Transcribe exactly the lines that fall between the one holding "filename crates/prism-core/src/lib.rs" and the one holding "transformation; targets share", inclusive, from the entries below.

[Source data]
-=-=-=-=-
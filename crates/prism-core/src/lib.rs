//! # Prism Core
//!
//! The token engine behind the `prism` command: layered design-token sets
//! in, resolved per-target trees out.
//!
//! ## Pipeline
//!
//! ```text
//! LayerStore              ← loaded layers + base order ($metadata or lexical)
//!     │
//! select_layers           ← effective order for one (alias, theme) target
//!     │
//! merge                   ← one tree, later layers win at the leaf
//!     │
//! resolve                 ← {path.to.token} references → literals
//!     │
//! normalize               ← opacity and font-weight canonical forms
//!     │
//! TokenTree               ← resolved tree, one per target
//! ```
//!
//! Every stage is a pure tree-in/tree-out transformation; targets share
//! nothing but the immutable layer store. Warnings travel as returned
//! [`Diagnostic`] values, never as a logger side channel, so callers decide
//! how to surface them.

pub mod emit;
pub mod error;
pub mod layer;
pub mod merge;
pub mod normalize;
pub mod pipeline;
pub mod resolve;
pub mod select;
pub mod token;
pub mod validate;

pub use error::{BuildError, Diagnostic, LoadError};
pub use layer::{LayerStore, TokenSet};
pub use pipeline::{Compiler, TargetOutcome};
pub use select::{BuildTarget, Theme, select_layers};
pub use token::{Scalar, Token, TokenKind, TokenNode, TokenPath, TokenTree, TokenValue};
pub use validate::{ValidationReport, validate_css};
-=-=-=-=-
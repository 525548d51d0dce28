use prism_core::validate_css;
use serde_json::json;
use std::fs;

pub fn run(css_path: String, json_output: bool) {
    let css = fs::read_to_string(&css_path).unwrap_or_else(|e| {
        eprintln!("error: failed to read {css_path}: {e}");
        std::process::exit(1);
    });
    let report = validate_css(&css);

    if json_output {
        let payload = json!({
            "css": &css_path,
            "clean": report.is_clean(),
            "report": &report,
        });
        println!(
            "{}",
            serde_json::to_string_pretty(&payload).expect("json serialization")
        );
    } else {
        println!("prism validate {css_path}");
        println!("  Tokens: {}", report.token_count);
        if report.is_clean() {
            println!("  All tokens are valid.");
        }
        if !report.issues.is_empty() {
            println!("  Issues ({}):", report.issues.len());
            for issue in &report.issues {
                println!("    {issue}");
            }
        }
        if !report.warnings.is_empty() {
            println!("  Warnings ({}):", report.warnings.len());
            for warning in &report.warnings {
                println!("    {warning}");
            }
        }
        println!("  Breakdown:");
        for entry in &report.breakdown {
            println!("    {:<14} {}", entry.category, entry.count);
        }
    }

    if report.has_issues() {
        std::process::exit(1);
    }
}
-=-=-=-=-
YOUR RESPONSE
filename crates/prism-core/src/lib.rs
//! # Prism Core
//!
//! The token engine behind the `prism` command: layered design-token sets
//! in, resolved per-target trees out.
//!
//! ## Pipeline
//!
//! ```text
//! LayerStore              ← loaded layers + base order ($metadata or lexical)
//!     │
//! select_layers           ← effective order for one (alias, theme) target
//!     │
//! merge                   ← one tree, later layers win at the leaf
//!     │
//! resolve                 ← {path.to.token} references → literals
//!     │
//! normalize               ← opacity and font-weight canonical forms
//!     │
//! TokenTree               ← resolved tree, one per target
//! ```
//!
//! Every stage is a pure tree-in/tree-out transformation; targets share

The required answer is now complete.